Purpose: We evaluated the combination of UCN-01 plus cisplatin and sought to determine how the cell cycle effects of each agent affected the combined response. Cisplatin-induced DNA damage results in cell cycle arrest, primarily at the S and G(2) checkpoints, providing the opportunity for DNA damage repair prior to mitosis. Thus, strategies to enhance cisplatin cytotoxicity include attenuation of DNA damage-induced checkpoints. The cyclin-dependent kinase inhibitor 7-hydroxystaurosporine (UCN-01) can potentiate cisplatin activity, likely via abrogation of the S and G(2) checkpoints. UCN-01 has additional effects on cell cycling, including induction of an RB-associated G(1) arrest.
Methods: NSCLC cell lines A549 (wt p53, wt RB), Calu1 ( p53-null, wt RB) and H596 (mt p53, RB-null) were treated with UCN-01 and/or cisplatin with two-drug treatments delivered in alternate sequences. Effects of drug treatment on cell growth, cell cycling, apoptosis and levels and phosphorylation of cell cycle-associated proteins were evaluated. The interaction between the two drugs was assessed using median effect analysis.
Results: When UCN-01 preceded cisplatin, growth inhibition was additive or less than additive, as assessed by median effect analysis. In contrast, when NSCLC cells were treated with cisplatin followed by UCN-01, the combination was synergistic.

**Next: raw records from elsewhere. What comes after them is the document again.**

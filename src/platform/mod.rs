//! Cloud platform organization API.
//!
//! [`PlatformClient`] is the capability the resolver needs: list the
//! organizations visible to a principal, and create a new one.
//! [`CloudControllerClient`] implements it against the Cloud Controller v2 API.

mod cloud_controller;
#[cfg(test)]
pub(crate) mod test;

use async_trait::async_trait;
pub use cloud_controller::CloudControllerClient;
use thiserror::Error;

use crate::models::{CreateOrganization, Organization};

/// Scope of an organization listing.
///
/// Built by the caller from the session and passed through unchanged; each
/// filter becomes a `q=<name>:<value>` query parameter.
#[derive(Debug, Clone, Default, PartialEq, Eq)]
pub struct OrgQuery {
    filters: Vec<(String, String)>,
}

impl OrgQuery {
    /// Organizations the given platform user is a member of.
    pub fn for_user(user_id: impl Into<String>) -> Self {
        Self::default().filter("user_guid", user_id)
    }

    pub fn filter(mut self, name: impl Into<String>, value: impl Into<String>) -> Self {
        self.filters.push((name.into(), value.into()));
        self
    }

    /// Query parameters for the list request.
    pub fn to_params(&self) -> Vec<(&'static str, String)> {
        self.filters
            .iter()
            .map(|(name, value)| ("q", format!("{name}:{value}")))
            .collect()
    }
}

#[derive(Debug, Error)]
pub enum PlatformError {
    /// No usable client or access token
    #[error("platform: cannot authenticate: {0}")]
    Authentication(String),

    #[error("platform request failed: {0}")]
    Http(#[from] reqwest::Error),

    #[error("platform returned {status}: {body}")]
    Status {
        status: reqwest::StatusCode,
        body: String,
    },

    #[error("invalid platform response: {0}")]
    Decode(String),
}

pub type PlatformResult<T> = Result<T, PlatformError>;

/// Organization operations on the cloud platform.
#[async_trait]
pub trait PlatformClient: Send + Sync {
    /// List every organization matching the query, in platform order.
    async fn list_organizations(&self, query: &OrgQuery) -> PlatformResult<Vec<Organization>>;

    /// Create an organization and return the platform's record of it.
    async fn create_organization(&self, input: &CreateOrganization)
    -> PlatformResult<Organization>;
}

#[cfg(test)]
mod tests {
    use super::*;

    #[test]
    fn test_org_query_params() {
        let query = OrgQuery::for_user("user-1").filter("status", "active");
        assert_eq!(
            query.to_params(),
            vec![
                ("q", "user_guid:user-1".to_string()),
                ("q", "status:active".to_string()),
            ]
        );
    }

    #[test]
    fn test_empty_query_has_no_params() {
        assert!(OrgQuery::default().to_params().is_empty());
    }
}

In this treatment sequence, a decrease in the proportion of cells at the G(2) checkpoint was confirmed by reduced expression of cyclins A and B and activation of Cdk1. Abrogation of the G(2) DNA damage checkpoint and apoptosis were prevalent only in cell populations treated with cisplatin followed by UCN-01 and was markedly enhanced in the cell lines with disrupted p53.
Conclusions: These studies indicate that timing of drug administration strongly influences response to cisplatin plus UCN-01 in NSCLC cells, and this is related to the cell cycle-modulatory effects of these agents. Furthermore, this sequence combination was more effective in cell lines with dysfunctional p53. These findings support the hypothesis that checkpoint abrogation is the major mechanism of UCN-01-mediated potentiation of cisplatin cytotoxicity.